Transition metal-catalyzed asymmetric cyclization of 1,6-enynes is a powerful tool for the construction of chiral nitrogen-containing heterocycles. Despite notable achievements, these transformations have been largely limited to the use of aryl or alkenyl metal reagents, and stereoselective or stereospecific alkylative cyclization of 1,6-enynes remains unexploited. Herein, we report Ni-catalyzed enantioselective reductive anti-arylative cyclization of 1,6-enynes with aryl iodides, providing enantioenriched six-membered carbo- and heterocycles in good yields with excellent enantioselectivities. Additionally, we have realized Ni-catalyzed enantiospecific reductive cis-alkylative cyclization of 1,6-enynes with alkyl bromides, furnishing chiral five-membered heterocycles with high regioselectivity and stereochemical fidelity. Mechanistic studies reveal that the arylative cyclization of 1,6-enynes is initiated by the oxidative addition of Ni(0) to aryl halides and the alkylative cyclization is triggered by the oxidative addition of Ni(0) to allylic acetates.

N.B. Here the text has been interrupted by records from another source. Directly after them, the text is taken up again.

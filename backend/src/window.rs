use std::collections::VecDeque;

use gl;
use gl::types::GLenum;
use log::{debug, info, warn};
use sdl2;
use sdl2::event::{Event as SdlEvent, WindowEvent};
use sdl2::keyboard::Keycode;
use sdl2::video::{GLContext, GLProfile, SwapInterval, Window};

use crate::config::WindowConfig;
use crate::error::{CreationStep, Error, Result};
use crate::events::{Action, Event, EventPump, EventSource, Key, WindowState};
use crate::glutils;

/// Event source backed by the SDL event queue. Events posted by the pump
/// itself are delivered before anything SDL has pending.
pub struct SdlEventSource {
    sdl_context: sdl2::Sdl,
    posted: VecDeque<Event>,
}

impl SdlEventSource {
    fn new(sdl_context: sdl2::Sdl) -> SdlEventSource {
        SdlEventSource {
            sdl_context,
            posted: VecDeque::new(),
        }
    }

    fn event_pump(&self) -> Result<sdl2::EventPump> {
        self.sdl_context.event_pump().map_err(Error::WindowSystem)
    }
}

impl EventSource for SdlEventSource {
    fn poll_event(&mut self) -> Result<Option<Event>> {
        if let Some(event) = self.posted.pop_front() {
            return Ok(Some(event));
        }
        let mut event_pump = self.event_pump()?;
        Ok(event_pump.poll_event().map(translate))
    }

    fn wait_event(&mut self) -> Result<Event> {
        if let Some(event) = self.posted.pop_front() {
            return Ok(event);
        }
        let mut event_pump = self.event_pump()?;
        Ok(translate(event_pump.wait_event()))
    }

    fn request_close(&mut self) {
        self.posted.push_back(Event::Destroy);
    }

    fn post_quit(&mut self) {
        self.posted.push_back(Event::Quit);
    }
}

fn translate(event: SdlEvent) -> Event {
    match event {
        SdlEvent::Quit { .. } => Event::Quit,
        SdlEvent::Window { win_event, .. } => match win_event {
            WindowEvent::Shown => Event::Create,
            WindowEvent::Close => Event::Destroy,
            WindowEvent::Minimized => Event::Resize {
                width: 0,
                height: 0,
                minimized: true,
            },
            WindowEvent::Resized(w, h) | WindowEvent::SizeChanged(w, h) => Event::Resize {
                width: w.max(0) as u32,
                height: h.max(0) as u32,
                minimized: false,
            },
            // size follows in a SizeChanged
            WindowEvent::Restored | WindowEvent::Maximized => Event::Resize {
                width: 0,
                height: 0,
                minimized: false,
            },
            _ => Event::Other,
        },
        SdlEvent::KeyDown {
            keycode: Some(Keycode::Escape),
            ..
        } => Event::KeyPress(Key::Escape),
        SdlEvent::KeyDown { .. } => Event::KeyPress(Key::Other),
        _ => Event::Other,
    }
}

/// Errors left over from drawing are logged; only an error raised by the swap
/// itself fails the present.
fn check_swap(stale: &[GLenum], after_swap: Option<GLenum>) -> Result<()> {
    for code in stale {
        warn!("GL error 0x{code:04x} raised before presenting");
    }
    match after_swap {
        None => Ok(()),
        Some(code) => Err(Error::Present(format!("GL error 0x{code:04x}"))),
    }
}

/// The one window of the process together with its GL context.
///
/// Fields drop in declaration order: the context goes before the window.
pub struct WindowSession {
    gl_ctx: Option<GLContext>,
    window: Window,
    events: EventPump<SdlEventSource>,
    _video_subsystem: sdl2::VideoSubsystem,
}

impl WindowSession {
    pub fn create(config: &WindowConfig) -> Result<WindowSession> {
        let sdl_context =
            sdl2::init().map_err(|e| Error::creation(CreationStep::Init, e))?;
        let video_subsystem = sdl_context
            .video()
            .map_err(|e| Error::creation(CreationStep::VideoSubsystem, e))?;

        let (major, minor) = config.gl_version;
        let gl_attr = video_subsystem.gl_attr();
        gl_attr.set_context_profile(GLProfile::Core);
        gl_attr.set_context_version(major, minor);

        // shown explicitly once the context is bound
        let mut window = video_subsystem
            .window(&config.title, config.width, config.height)
            .opengl()
            .hidden()
            .build()
            .map_err(|e| Error::creation(CreationStep::BuildWindow, e.to_string()))?;

        let gl_ctx = window
            .gl_create_context()
            .map_err(|e| Error::creation(CreationStep::CreateContext, e))?;
        window
            .gl_make_current(&gl_ctx)
            .map_err(|e| Error::creation(CreationStep::MakeCurrent, e))?;

        gl::load_with(|name| video_subsystem.gl_get_proc_address(name) as *const _);
        if !gl::Clear::is_loaded() {
            return Err(Error::creation(
                CreationStep::LoadFunctions,
                "glClear not found",
            ));
        }

        debug_assert_eq!(gl_attr.context_profile(), GLProfile::Core);
        let (gl_major, gl_minor) = glutils::gl_version();
        debug!("Loaded OpenGL {gl_major}.{gl_minor}");

        if config.vsync {
            if let Err(e) = video_subsystem.gl_set_swap_interval(SwapInterval::VSync) {
                warn!("could not enable vsync: {e}");
            }
        }

        window.show();
        info!(
            "created {}x{} window \"{}\"",
            config.width, config.height, config.title
        );

        Ok(WindowSession {
            gl_ctx: Some(gl_ctx),
            window,
            events: EventPump::new(SdlEventSource::new(sdl_context)),
            _video_subsystem: video_subsystem,
        })
    }

    pub fn state(&self) -> WindowState {
        self.events.state()
    }

    pub fn has_context(&self) -> bool {
        self.gl_ctx.is_some()
    }

    /// Returns whether the application should keep running.
    pub fn poll_events(&mut self) -> Result<bool> {
        let running = self.events.poll_events()?;

        for action in self.events.take_actions() {
            if let Action::Viewport { width, height } = action {
                if self.has_context() {
                    unsafe { gl::Viewport(0, 0, width as i32, height as i32) };
                }
            }
        }
        Ok(running)
    }

    pub fn present(&mut self) -> Result<()> {
        if !self.has_context() {
            return Err(Error::Present("OpenGL context already released".to_string()));
        }
        let stale = glutils::drain_gl_errors();
        self.window.gl_swap_window();
        check_swap(&stale, glutils::gl_error())
    }

    /// Releases the GL context. Later calls do nothing.
    pub fn release_context(&mut self) {
        if let Some(ctx) = self.gl_ctx.take() {
            drop(ctx);
            info!("released OpenGL context");
        }
    }
}

impl Drop for WindowSession {
    fn drop(&mut self) {
        self.release_context();
    }
}

#[cfg(test)]
mod tests {
    use super::*;

    #[test]
    fn close_and_quit_map_to_lifecycle_events() {
        let close = SdlEvent::Window {
            timestamp: 0,
            window_id: 1,
            win_event: WindowEvent::Close,
        };
        assert_eq!(translate(close), Event::Destroy);
        assert_eq!(translate(SdlEvent::Quit { timestamp: 0 }), Event::Quit);
    }

    #[test]
    fn draw_errors_do_not_fail_the_present() {
        assert!(check_swap(&[gl::INVALID_OPERATION, gl::INVALID_ENUM], None).is_ok());
    }

    #[test]
    fn swap_error_fails_the_present() {
        match check_swap(&[], Some(gl::INVALID_FRAMEBUFFER_OPERATION)) {
            Err(Error::Present(msg)) => assert_eq!(msg, "GL error 0x0506"),
            other => panic!("unexpected result: {other:?}"),
        }
    }

    #[test]
    fn minimize_and_resize() {
        let minimized = SdlEvent::Window {
            timestamp: 0,
            window_id: 1,
            win_event: WindowEvent::Minimized,
        };
        assert!(matches!(
            translate(minimized),
            Event::Resize {
                minimized: true,
                ..
            }
        ));

        let resized = SdlEvent::Window {
            timestamp: 0,
            window_id: 1,
            win_event: WindowEvent::SizeChanged(1024, 768),
        };
        assert_eq!(
            translate(resized),
            Event::Resize {
                width: 1024,
                height: 768,
                minimized: false
            }
        );
    }
}
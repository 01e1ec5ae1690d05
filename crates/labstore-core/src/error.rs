//! Error types for LabStore operations
//!
//! All LabStore errors are represented by the LabError enum, which carries
//! enough context (paths, offsets, bucket keys) to debug a failed write or a
//! damaged log.

use std::path::PathBuf;

/// LabStore error types with detailed context
#[derive(Debug, Clone, thiserror::Error)]
pub enum LabError {
    /// I/O operation failed
    #[error("I/O error{}: {message} ({kind})", display_path(.path))]
    Io {
        /// The file path where the error occurred
        path: Option<PathBuf>,
        /// The underlying I/O error kind
        kind: std::io::ErrorKind,
        /// Human-readable description
        message: String,
    },

    /// WAL file is corrupted and cannot be recovered
    #[error("WAL corrupted in {} at offset {offset}: {reason}", .path.display())]
    WalCorrupted {
        /// Path to the corrupted WAL file
        path: PathBuf,
        /// Byte offset where corruption was detected
        offset: u64,
        /// Description of the corruption
        reason: String,
    },

    /// Checksum verification failed
    #[error("Checksum mismatch in {} at offset {offset}: expected 0x{expected:08x}, got 0x{actual:08x}", .path.display())]
    ChecksumMismatch {
        /// File where checksum failed
        path: PathBuf,
        /// Expected checksum value
        expected: u32,
        /// Actual checksum computed
        actual: u32,
        /// Byte offset of the corrupted data
        offset: u64,
    },

    /// Torn write detected (partial write at end of file)
    #[error("Torn write in {} at offset {offset}: expected {expected_size} bytes, only {available_bytes} available", .path.display())]
    TornWrite {
        /// File with torn write
        path: PathBuf,
        /// Expected entry size
        expected_size: u32,
        /// Actual bytes available
        available_bytes: u64,
        /// Offset where torn write begins
        offset: u64,
    },

    /// Magic bytes not found at expected location
    #[error("Magic bytes not found in {} at offset {offset}: found {}", .path.display(), hex4(.found_bytes))]
    NoMagicFound {
        /// File being read
        path: PathBuf,
        /// Offset where magic was expected
        offset: u64,
        /// Bytes actually found
        found_bytes: [u8; 4],
    },

    /// Key or value size outside the configured bounds
    #[error("Entry {component} too large: {entry_size} bytes exceeds limit of {max_size} bytes")]
    OversizedEntry {
        /// Size of the oversized entry
        entry_size: u64,
        /// Maximum allowed size
        max_size: u64,
        /// Whether it's the key or value that's oversized
        component: String,
    },

    /// Keys must contain at least one byte
    #[error("bucket and field keys must not be empty")]
    EmptyKey,

    /// `create_bucket` found a bucket already stored under the key
    #[error("bucket {} already exists", display_key(.key))]
    BucketExists {
        /// Key of the existing bucket
        key: Vec<u8>,
    },

    /// `delete_bucket` (or a lookup that requires one) found nothing under the key
    #[error("bucket {} not found", display_key(.key))]
    BucketNotFound {
        /// Key that was looked up
        key: Vec<u8>,
    },

    /// A field write hit a bucket key, or a bucket create hit a field key
    #[error("key {} is already used by a value of another kind", display_key(.key))]
    IncompatibleValue {
        /// Conflicting key
        key: Vec<u8>,
    },

    /// Values can only live inside buckets, not at the root of a transaction
    #[error("values cannot be stored at the root level")]
    RootValue,

    /// Transaction boundary refused to start because the context was cancelled
    #[error("context cancelled")]
    Cancelled,

    /// Transaction boundary refused to start because the context deadline passed
    #[error("context deadline exceeded")]
    DeadlineExceeded,

    /// Configuration rejected by `Config::validate`
    #[error("invalid configuration: {0}")]
    InvalidConfig(String),
}

fn display_path(path: &Option<PathBuf>) -> String {
    match path {
        Some(path) => format!(" in {}", path.display()),
        None => String::new(),
    }
}

fn hex4(bytes: &[u8; 4]) -> String {
    format!("{:02x}{:02x}{:02x}{:02x}", bytes[0], bytes[1], bytes[2], bytes[3])
}

/// Render a key for messages: UTF-8 when possible, quoted; hex otherwise.
pub(crate) fn display_key(key: &[u8]) -> String {
    match std::str::from_utf8(key) {
        Ok(s) => format!("{s:?}"),
        Err(_) => key.iter().fold(String::from("0x"), |mut out, b| {
            out.push_str(&format!("{b:02x}"));
            out
        }),
    }
}

/// Convert std::io::Error to LabError::Io
impl From<std::io::Error> for LabError {
    fn from(err: std::io::Error) -> Self {
        LabError::Io {
            path: None,
            kind: err.kind(),
            message: err.to_string(),
        }
    }
}

impl LabError {
    /// Build an `Io` error annotated with the file it happened on.
    pub(crate) fn io_at(path: impl Into<PathBuf>, err: &std::io::Error, what: &str) -> Self {
        LabError::Io {
            path: Some(path.into()),
            kind: err.kind(),
            message: format!("{what}: {err}"),
        }
    }
}

/// Result type alias for LabStore operations
pub type LabResult<T> = Result<T, LabError>;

The utility of this strategy is further demonstrated in the enantioselective synthesis of the antiepileptic drug Brivaracetam.

Suggested Citation

  • Wenfeng Liu & Yunxin Xing & Denghong Yan & Wangqing Kong & Kun Shen, 2024. "Nickel-catalyzed electrophiles-controlled enantioselective reductive arylative cyclization and enantiospecific reductive alkylative cyclization of 1,6-enynes," Nature Communications, Nature, vol. 15(1), pages 1-14, December.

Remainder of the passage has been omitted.